## Saved data entries
====

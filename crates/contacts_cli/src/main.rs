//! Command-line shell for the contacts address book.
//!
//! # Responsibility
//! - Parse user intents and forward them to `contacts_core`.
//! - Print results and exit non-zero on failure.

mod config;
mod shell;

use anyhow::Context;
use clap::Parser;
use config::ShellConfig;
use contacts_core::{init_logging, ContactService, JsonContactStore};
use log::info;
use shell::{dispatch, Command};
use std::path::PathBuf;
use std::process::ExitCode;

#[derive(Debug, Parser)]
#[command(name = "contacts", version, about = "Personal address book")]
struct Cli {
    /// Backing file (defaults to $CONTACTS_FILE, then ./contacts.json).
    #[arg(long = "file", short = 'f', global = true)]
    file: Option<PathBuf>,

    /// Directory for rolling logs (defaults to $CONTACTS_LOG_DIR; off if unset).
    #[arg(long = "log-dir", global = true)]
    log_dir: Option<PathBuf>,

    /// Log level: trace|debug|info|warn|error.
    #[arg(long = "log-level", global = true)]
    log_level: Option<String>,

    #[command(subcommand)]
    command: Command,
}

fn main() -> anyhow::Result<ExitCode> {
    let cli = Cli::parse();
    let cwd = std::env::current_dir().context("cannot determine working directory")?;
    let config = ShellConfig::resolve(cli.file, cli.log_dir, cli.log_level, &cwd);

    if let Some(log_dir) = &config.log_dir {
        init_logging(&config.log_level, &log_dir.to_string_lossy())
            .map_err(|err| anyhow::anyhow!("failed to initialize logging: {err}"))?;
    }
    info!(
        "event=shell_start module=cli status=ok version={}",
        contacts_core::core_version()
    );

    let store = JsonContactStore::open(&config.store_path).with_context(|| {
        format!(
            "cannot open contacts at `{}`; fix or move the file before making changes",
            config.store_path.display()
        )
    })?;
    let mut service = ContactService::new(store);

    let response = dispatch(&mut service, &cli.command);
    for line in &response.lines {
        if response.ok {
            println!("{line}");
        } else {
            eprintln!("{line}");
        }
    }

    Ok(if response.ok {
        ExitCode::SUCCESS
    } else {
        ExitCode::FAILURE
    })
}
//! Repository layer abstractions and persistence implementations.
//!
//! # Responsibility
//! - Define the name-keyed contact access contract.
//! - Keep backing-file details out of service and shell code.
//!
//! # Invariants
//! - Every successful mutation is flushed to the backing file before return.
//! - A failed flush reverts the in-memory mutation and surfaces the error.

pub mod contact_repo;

====

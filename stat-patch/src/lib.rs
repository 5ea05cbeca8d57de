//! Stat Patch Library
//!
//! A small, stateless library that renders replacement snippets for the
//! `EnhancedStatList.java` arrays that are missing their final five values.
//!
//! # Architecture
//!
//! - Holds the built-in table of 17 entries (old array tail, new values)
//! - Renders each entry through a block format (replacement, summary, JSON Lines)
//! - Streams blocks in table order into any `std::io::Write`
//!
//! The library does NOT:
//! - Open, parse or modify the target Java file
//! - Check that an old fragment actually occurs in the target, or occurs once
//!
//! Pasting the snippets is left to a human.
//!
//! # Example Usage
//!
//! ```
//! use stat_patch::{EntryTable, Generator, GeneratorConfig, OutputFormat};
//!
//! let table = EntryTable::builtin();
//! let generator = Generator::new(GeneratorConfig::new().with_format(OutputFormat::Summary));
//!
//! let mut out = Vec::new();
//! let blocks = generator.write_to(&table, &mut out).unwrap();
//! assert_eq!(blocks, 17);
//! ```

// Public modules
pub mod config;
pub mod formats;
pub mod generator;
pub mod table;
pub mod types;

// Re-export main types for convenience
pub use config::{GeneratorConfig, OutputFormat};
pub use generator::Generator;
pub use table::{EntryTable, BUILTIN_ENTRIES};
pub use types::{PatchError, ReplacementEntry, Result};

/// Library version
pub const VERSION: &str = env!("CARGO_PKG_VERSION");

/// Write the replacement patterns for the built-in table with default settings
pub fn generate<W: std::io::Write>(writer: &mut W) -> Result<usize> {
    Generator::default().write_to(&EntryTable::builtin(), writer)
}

====

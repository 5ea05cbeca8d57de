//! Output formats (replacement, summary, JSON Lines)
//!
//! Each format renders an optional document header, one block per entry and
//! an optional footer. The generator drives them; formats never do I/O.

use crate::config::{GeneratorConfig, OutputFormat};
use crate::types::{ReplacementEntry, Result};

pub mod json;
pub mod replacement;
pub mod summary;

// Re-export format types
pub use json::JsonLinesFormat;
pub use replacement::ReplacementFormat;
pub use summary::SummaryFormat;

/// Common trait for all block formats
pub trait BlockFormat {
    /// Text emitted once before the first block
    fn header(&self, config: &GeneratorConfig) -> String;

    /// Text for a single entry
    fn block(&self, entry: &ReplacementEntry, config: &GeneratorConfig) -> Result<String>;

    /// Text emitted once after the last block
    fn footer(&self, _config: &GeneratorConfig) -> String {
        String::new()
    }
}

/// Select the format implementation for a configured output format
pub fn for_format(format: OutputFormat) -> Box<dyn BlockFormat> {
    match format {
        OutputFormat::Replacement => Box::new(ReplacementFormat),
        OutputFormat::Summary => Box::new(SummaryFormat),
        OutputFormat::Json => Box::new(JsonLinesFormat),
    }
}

====

## Problem requirements
Using the data above, print exactly the lines from the line that contains "filename crates/contacts_cli/src/main.rs" through the line that contains "cli.log_dir, cli.log_level, &cwd);", with both included.

## Worked solution
filename crates/contacts_cli/src/main.rs
//! Command-line shell for the contacts address book.
//!
//! # Responsibility
//! - Parse user intents and forward them to `contacts_core`.
//! - Print results and exit non-zero on failure.

mod config;
mod shell;

use anyhow::Context;
use clap::Parser;
use config::ShellConfig;
use contacts_core::{init_logging, ContactService, JsonContactStore};
use log::info;
use shell::{dispatch, Command};
use std::path::PathBuf;
use std::process::ExitCode;

#[derive(Debug, Parser)]
#[command(name = "contacts", version, about = "Personal address book")]
struct Cli {
    /// Backing file (defaults to $CONTACTS_FILE, then ./contacts.json).
    #[arg(long = "file", short = 'f', global = true)]
    file: Option<PathBuf>,

    /// Directory for rolling logs (defaults to $CONTACTS_LOG_DIR; off if unset).
    #[arg(long = "log-dir", global = true)]
    log_dir: Option<PathBuf>,

    /// Log level: trace|debug|info|warn|error.
    #[arg(long = "log-level", global = true)]
    log_level: Option<String>,

    #[command(subcommand)]
    command: Command,
}

fn main() -> anyhow::Result<ExitCode> {
    let cli = Cli::parse();
    let cwd = std::env::current_dir().context("cannot determine working directory")?;
    let config = ShellConfig::resolve(cli.file, cli.log_dir, cli.log_level, &cwd);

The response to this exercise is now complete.